Ora a parte che il quesito non è preciso dal momento che il defunto non poteva avere residenza in due luoghi distinti (si capisce che si tratta di dichiarazione non veritiera, finalizzata ad ottenere una fornitura domestica residente per l’energia elettrica anche nella seconda casa), bisogna anche ricordare che non vi è accettazione tacita dell’eredità quando il chiamato adempia al debito del defunto con denaro proprio.

Infatti, a parere dei giudici della Corte di cassazione (sentenza 1634/2014) in tema di successioni per causa di morte, il pagamento del debito del defunto ad opera del chiamato all’eredità con danaro prelevato dall’asse ereditario, a differenza di un mero adempimento dallo stesso eseguito con denaro proprio, configura un’accettazione tacita, non potendosi estinguere un debito ereditario se non da colui che agisce quale erede.

Per eccepire l’accettazione tacita dell’eredità, è quindi necessario che sia fornita la prova che il pagamento sia stato effettuato con danaro prelevato dall’asse ereditario, mentre nel caso in cui il chiamato adempia al debito ereditario con denaro proprio, quest’ultimo non può ritenersi per ciò stesso che abbia accettato l’eredità.

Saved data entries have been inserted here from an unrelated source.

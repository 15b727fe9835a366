//! The ten deployment phases.
//!
//! Each phase first asks the host whether its target state already holds,
//! and only then performs the smallest mutation that gets there. Phases
//! share a read-only [`PhaseContext`] and a mutable [`RunState`] that
//! carries facts forward (what changed, where the artifacts are) and
//! collects compensations for rollback.

mod accounts;
mod build;
mod database;
mod dependencies;
mod deploy;
mod firewall;
mod health;
mod services;
mod sources;
mod tls;

pub use build::{frontend_output_candidates, select_jar};

use async_trait::async_trait;
use std::path::{Path, PathBuf};
use tracing::{debug, info};

use crate::config::{ConfigHasher, DeployConfig, HostLayout};
use crate::error::Result;
use crate::host::{FilePerms, Host};
use crate::planner::{Compensation, PhaseKind, PhaseStatus};
use crate::probe::{HealthProbe, HealthReport};

/// Nginx unit name.
pub const NGINX_UNIT: &str = "nginx.service";

/// PostgreSQL unit name.
pub const POSTGRES_UNIT: &str = "postgresql.service";

/// Read-only inputs shared by every phase.
#[derive(Clone, Copy)]
pub struct PhaseContext<'a> {
    /// Validated configuration.
    pub config: &'a DeployConfig,
    /// Derived host paths.
    pub layout: &'a HostLayout,
    /// Target host.
    pub host: &'a dyn Host,
    /// Health probe used by the last phase.
    pub probe: &'a dyn HealthProbe,
    /// Content hasher.
    pub hasher: &'a ConfigHasher,
}

impl std::fmt::Debug for PhaseContext<'_> {
    fn fmt(&self, f: &mut std::fmt::Formatter<'_>) -> std::fmt::Result {
        f.debug_struct("PhaseContext")
            .field("app", &self.layout.app_name)
            .field("domain", &self.config.domain)
            .finish_non_exhaustive()
    }
}

/// Facts accumulated while the plan runs.
#[derive(Debug, Default)]
pub struct RunState {
    /// Deployable jar found after the build.
    pub backend_artifact: Option<PathBuf>,
    /// Directory holding the built frontend.
    pub frontend_output: Option<PathBuf>,
    /// The installed jar was replaced.
    pub jar_changed: bool,
    /// Reversal steps, in registration order.
    pub compensations: Vec<Compensation>,
    /// Accounts created by this run.
    pub accounts_created: Vec<String>,
    /// Files written by this run.
    pub files_written: Vec<PathBuf>,
    /// Units the plan manages, in the order they were ensured.
    pub services: Vec<String>,
    /// Result of the health check, when it passed.
    pub health: Option<HealthReport>,
}

impl RunState {
    /// Registers a compensation.
    pub fn compensate(&mut self, compensation: Compensation) {
        debug!("Registered compensation: {compensation}");
        self.compensations.push(compensation);
    }

    /// Records a managed unit once.
    pub fn track_service(&mut self, unit: &str) {
        if !self.services.iter().any(|s| s == unit) {
            self.services.push(unit.to_string());
        }
    }
}

/// What a phase did.
#[derive(Debug, Default, Clone)]
pub struct PhaseReport {
    created: bool,
    changes: Vec<String>,
    note: Option<String>,
}

impl PhaseReport {
    /// Creates an empty report.
    #[must_use]
    pub fn new() -> Self {
        Self::default()
    }

    /// Records something brought into existence.
    pub fn created(&mut self, change: impl Into<String>) {
        self.created = true;
        self.record(change.into());
    }

    /// Records a modification of something that already existed.
    pub fn updated(&mut self, change: impl Into<String>) {
        self.record(change.into());
    }

    /// Attaches an informational note.
    #[must_use]
    pub fn with_note(mut self, note: impl Into<String>) -> Self {
        self.note = Some(note.into());
        self
    }

    fn record(&mut self, change: String) {
        info!(outcome = "success", "{change}");
        self.changes.push(change);
    }

    /// Resulting phase status.
    #[must_use]
    pub fn status(&self) -> PhaseStatus {
        if self.changes.is_empty() {
            PhaseStatus::Skipped
        } else if self.created {
            PhaseStatus::Created
        } else {
            PhaseStatus::Updated
        }
    }

    /// Changes performed.
    #[must_use]
    pub fn changes(&self) -> &[String] {
        &self.changes
    }

    /// Informational note.
    #[must_use]
    pub fn note(&self) -> Option<&str> {
        self.note.as_deref()
    }

    /// Consumes the report.
    #[must_use]
    pub fn into_parts(self) -> (PhaseStatus, Vec<String>, Option<String>) {
        let status = self.status();
        (status, self.changes, self.note)
    }
}

/// One idempotent deployment step.
#[async_trait]
pub trait Phase: Send + Sync {
    /// Which phase this is.
    fn kind(&self) -> PhaseKind;

    /// Brings the host to the phase's target state.
    async fn apply(&self, ctx: &PhaseContext<'_>, run: &mut RunState) -> Result<PhaseReport>;
}

/// Instantiates the phases for `kinds`, preserving order.
#[must_use]
pub fn phases_for(kinds: &[PhaseKind]) -> Vec<Box<dyn Phase>> {
    kinds.iter().map(|kind| phase(*kind)).collect()
}

fn phase(kind: PhaseKind) -> Box<dyn Phase> {
    match kind {
        PhaseKind::Firewall => Box::new(firewall::FirewallPhase),
        PhaseKind::Dependencies => Box::new(dependencies::DependenciesPhase),
        PhaseKind::Database => Box::new(database::DatabasePhase),
        PhaseKind::Accounts => Box::new(accounts::AccountsPhase),
        PhaseKind::Sources => Box::new(sources::SourcesPhase),
        PhaseKind::Build => Box::new(build::BuildPhase),
        PhaseKind::Deploy => Box::new(deploy::DeployPhase),
        PhaseKind::Services => Box::new(services::ServicesPhase),
        PhaseKind::Tls => Box::new(tls::TlsPhase),
        PhaseKind::HealthCheck => Box::new(health::HealthCheckPhase),
    }
}

/// A file rewritten by [`install_file`].
#[derive(Debug, Clone)]
pub(crate) struct FileWrite {
    /// Path written.
    pub path: PathBuf,
    /// Contents before the write.
    pub previous: Option<Vec<u8>>,
    /// Permissions applied.
    pub perms: FilePerms,
}

impl FileWrite {
    /// The file did not exist before.
    pub const fn is_new(&self) -> bool {
        self.previous.is_none()
    }

    /// Compensation putting the previous contents back.
    pub fn compensation(&self) -> Compensation {
        Compensation::restore(&self.path, self.previous.clone(), self.perms.clone())
    }
}

/// Writes `contents` to `path` unless it already holds exactly that.
///
/// Permissions are reconciled either way. Returns the write performed, or
/// `None` when the content already matched.
pub(crate) async fn install_file(
    ctx: &PhaseContext<'_>,
    run: &mut RunState,
    path: &Path,
    contents: &[u8],
    perms: FilePerms,
) -> Result<Option<FileWrite>> {
    let previous = ctx.host.read_file(path).await?;

    if let Some(current) = &previous {
        if ctx.hasher.content_matches(current, contents) {
            if ctx.host.set_perms(path, &perms).await? {
                debug!("Fixed permissions on {}", path.display());
            }
            return Ok(None);
        }
    }

    ctx.host.write_file(path, contents, &perms).await?;
    run.files_written.push(path.to_path_buf());

    Ok(Some(FileWrite {
        path: path.to_path_buf(),
        previous,
        perms,
    }))
}

/// Records a file write in `report` as created or updated.
pub(crate) fn report_write(report: &mut PhaseReport, write: &FileWrite) {
    if write.is_new() {
        report.created(format!("Installed {}", write.path.display()));
    } else {
        report.updated(format!("Updated {}", write.path.display()));
    }
}


#[cfg(test)]
mod tests {
    use super::testing::Harness;
    use super::*;

    #[test]
    fn test_report_status() {
        let mut report = PhaseReport::new();
        assert_eq!(report.status(), PhaseStatus::Skipped);
        report.updated("changed a thing");
        assert_eq!(report.status(), PhaseStatus::Updated);
        report.created("made a thing");
        assert_eq!(report.status(), PhaseStatus::Created);
        assert_eq!(report.changes().len(), 2);
    }

    #[test]
    fn test_phases_for_preserves_order() {
        let phases = phases_for(&PhaseKind::ALL);
        let kinds: Vec<PhaseKind> = phases.iter().map(|p| p.kind()).collect();
        assert_eq!(kinds, PhaseKind::ALL.to_vec());
    }

    #[tokio::test]
    async fn test_install_file_writes_once() {
        let mut harness = Harness::new();
        let (ctx, run) = harness.parts();
        let path = Path::new("/etc/shop/test.conf");

        let first = install_file(&ctx, run, path, b"a=1\n", FilePerms::root(0o644))
            .await
            .unwrap()
            .unwrap();
        assert!(first.is_new());
        assert_eq!(first.compensation(), Compensation::restore(path, None, FilePerms::root(0o644)));

        let second = install_file(&ctx, run, path, b"a=1\n", FilePerms::root(0o644))
            .await
            .unwrap();
        assert!(second.is_none());

        let third = install_file(&ctx, run, path, b"a=2\n", FilePerms::root(0o644))
            .await
            .unwrap()
            .unwrap();
        assert_eq!(third.previous.as_deref(), Some(&b"a=1\n"[..]));
        assert_eq!(run.files_written.len(), 2);
    }

    #[tokio::test]
    async fn test_install_file_fixes_perms_only() {
        let mut harness = Harness::new();
        let path = Path::new("/etc/shop/test.conf");
        {
            let (ctx, run) = harness.parts();
            install_file(&ctx, run, path, b"x\n", FilePerms::root(0o644)).await.unwrap();
        }
        harness.host.clear_mutations();

        let (ctx, run) = harness.parts();
        let write = install_file(&ctx, run, path, b"x\n", FilePerms::root(0o600)).await.unwrap();
        assert!(write.is_none());
        assert_eq!(harness.host.mutations(), vec![String::from("chmod /etc/shop/test.conf")]);
    }
}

La soluzione più lineare sarebbe stata quella del subentro con costi di riattivazione dei punti di accesso alle forniture e tempi di attesa, senza obbligo, però, di corrispondere gli importi dovuti dal cliente deceduto. Ma, visto che ormai la frittata è fatta, il prelievo per il pagamento delle morosità potrà essere effettuato dal conto corrente dei nuovi intestatari (adempimento con denaro proprio e dunque nessuna accettazione tacita dell’eredità).